> PROBLEM DESCRIPTION
Wherever "apply" occurs in the entries, copy the line that holds it.

> DATASET CONTENT
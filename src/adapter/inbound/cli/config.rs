//! Handler for the `config` command group.

use std::path::Path;

use anyhow::Context;
use serde_json::json;

use crate::adapter::inbound::cli::output;
use crate::infrastructure::config::settings::Config;

/// Execute `config show`.
pub fn execute_show(config: &Config) -> anyhow::Result<()> {
    if output::is_json() {
        output::json_output(&serde_json::to_value(config)?);
        return Ok(());
    }

    output::section("Backend");
    output::field("Base URL", &config.api.base_url);
    output::field("Viewport", &config.api.viewport_path);
    output::field("Paging", format!("{} x {}", config.api.max_pages, config.api.page_size));

    output::section("Viewport");
    output::field("Epsilon", format!("{}°", config.viewport.epsilon_deg));
    output::field(
        "Debounce",
        format!(
            "bounds {}ms, zoom {}ms",
            config.viewport.bounds_debounce_ms, config.viewport.zoom_debounce_ms
        ),
    );
    output::field(
        "Prefetch",
        if config.viewport.prefetch {
            format!("x{}", config.viewport.prefetch_factor)
        } else {
            "off".to_string()
        },
    );
    output::field(
        "Cache",
        format!(
            "{} regions, {}s",
            config.region_cache.max_entries, config.region_cache.ttl_secs
        ),
    );
    output::field("Cooldown", format!("{}ms", config.coordinator.cooldown_ms));

    output::section("Video");
    output::field("Base URL", config.video_base_url());
    output::field("Template", &config.video.path_template);
    output::field("Timeout", format!("{}ms", config.video.probe_timeout_ms));
    output::field(
        "Breaker",
        format!(
            "{} failures, {}s cooldown",
            config.circuit_breaker.max_failures, config.circuit_breaker.cooldown_secs
        ),
    );
    output::field(
        "Token",
        if config.video.token.is_some() {
            "set"
        } else {
            "not set"
        },
    );
    Ok(())
}

/// Execute `config validate`.
pub fn execute_validate(path: &Path) -> anyhow::Result<()> {
    Config::load(path).with_context(|| format!("invalid configuration: {}", path.display()))?;

    if output::is_json() {
        output::json_output(&json!({
            "command": "config.validate",
            "path": path.display().to_string(),
            "valid": true,
        }));
        return Ok(());
    }
    output::success(&format!("{} is valid", path.display()));
    Ok(())
}
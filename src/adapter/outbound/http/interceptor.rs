//! Request decoration for video probes.
//!
//! Interceptors are composed per probe instance; nothing is installed
//! globally, so two probes in one process can carry different credentials.

use std::collections::BTreeMap;

use reqwest::header::{HeaderName, HeaderValue};
use reqwest::RequestBuilder;

use crate::error::{ConfigError, Result};

/// Applied to every outgoing probe request, in registration order.
pub trait ProbeInterceptor: Send + Sync {
    fn intercept(&self, request: RequestBuilder) -> RequestBuilder;
}

/// Adds a fixed set of headers.
#[derive(Debug, Clone, Default)]
pub struct HeaderInterceptor {
    headers: Vec<(HeaderName, HeaderValue)>,
}

impl HeaderInterceptor {
    /// Build from configured name/value pairs.
    ///
    /// # Errors
    ///
    /// Returns [`ConfigError::InvalidValue`] if a name or value is not a
    /// valid HTTP header.
    pub fn from_map(headers: &BTreeMap<String, String>) -> Result<Self> {
        let headers = headers
            .iter()
            .map(|(name, value)| {
                let name = HeaderName::from_bytes(name.as_bytes()).map_err(|e| {
                    ConfigError::InvalidValue {
                        field: "video.headers",
                        reason: format!("{name}: {e}"),
                    }
                })?;
                let value =
                    HeaderValue::from_str(value).map_err(|e| ConfigError::InvalidValue {
                        field: "video.headers",
                        reason: format!("{}: {e}", name.as_str()),
                    })?;
                Ok((name, value))
            })
            .collect::<Result<Vec<_>>>()?;
        Ok(Self { headers })
    }

    #[must_use]
    pub fn is_empty(&self) -> bool {
        self.headers.is_empty()
    }
}

impl ProbeInterceptor for HeaderInterceptor {
    fn intercept(&self, request: RequestBuilder) -> RequestBuilder {
        self.headers
            .iter()
            .fold(request, |req, (name, value)| req.header(name, value))
    }
}

/// Adds `Authorization: Bearer <token>`.
pub struct BearerToken(String);

impl BearerToken {
    pub fn new(token: impl Into<String>) -> Self {
        Self(token.into())
    }
}

impl std::fmt::Debug for BearerToken {
    fn fmt(&self, f: &mut std::fmt::Formatter<'_>) -> std::fmt::Result {
        f.write_str("BearerToken(***)")
    }
}

impl ProbeInterceptor for BearerToken {
    fn intercept(&self, request: RequestBuilder) -> RequestBuilder {
        request.bearer_auth(&self.0)
    }
}

#[cfg(test)]
mod tests {
    use super::*;

    fn apply(interceptor: &dyn ProbeInterceptor) -> reqwest::Request {
        let client = reqwest::Client::new();
        interceptor
            .intercept(client.head("https://cdn.example.com/videos/1/stream"))
            .build()
            .unwrap()
    }

    #[test]
    fn header_interceptor_sets_configured_headers() {
        let mut map = BTreeMap::new();
        map.insert("x-client".to_string(), "map-explorer".to_string());
        let interceptor = HeaderInterceptor::from_map(&map).unwrap();

        let request = apply(&interceptor);
        assert_eq!(request.headers()["x-client"], "map-explorer");
    }

    #[test]
    fn invalid_header_name_is_a_config_error() {
        let mut map = BTreeMap::new();
        map.insert("bad header".to_string(), "v".to_string());
        assert!(HeaderInterceptor::from_map(&map).is_err());
    }

    #[test]
    fn bearer_token_sets_authorization() {
        let request = apply(&BearerToken::new("abc"));
        assert_eq!(request.headers()["authorization"], "Bearer abc");
    }

    #[test]
    fn bearer_token_debug_hides_secret() {
        assert!(!format!("{:?}", BearerToken::new("abc")).contains("abc"));
    }
}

> FINISHED EXERCISE
    fn apply(interceptor: &dyn ProbeInterceptor) -> reqwest::Request {
        let request = apply(&interceptor);
        let request = apply(&BearerToken::new("abc"));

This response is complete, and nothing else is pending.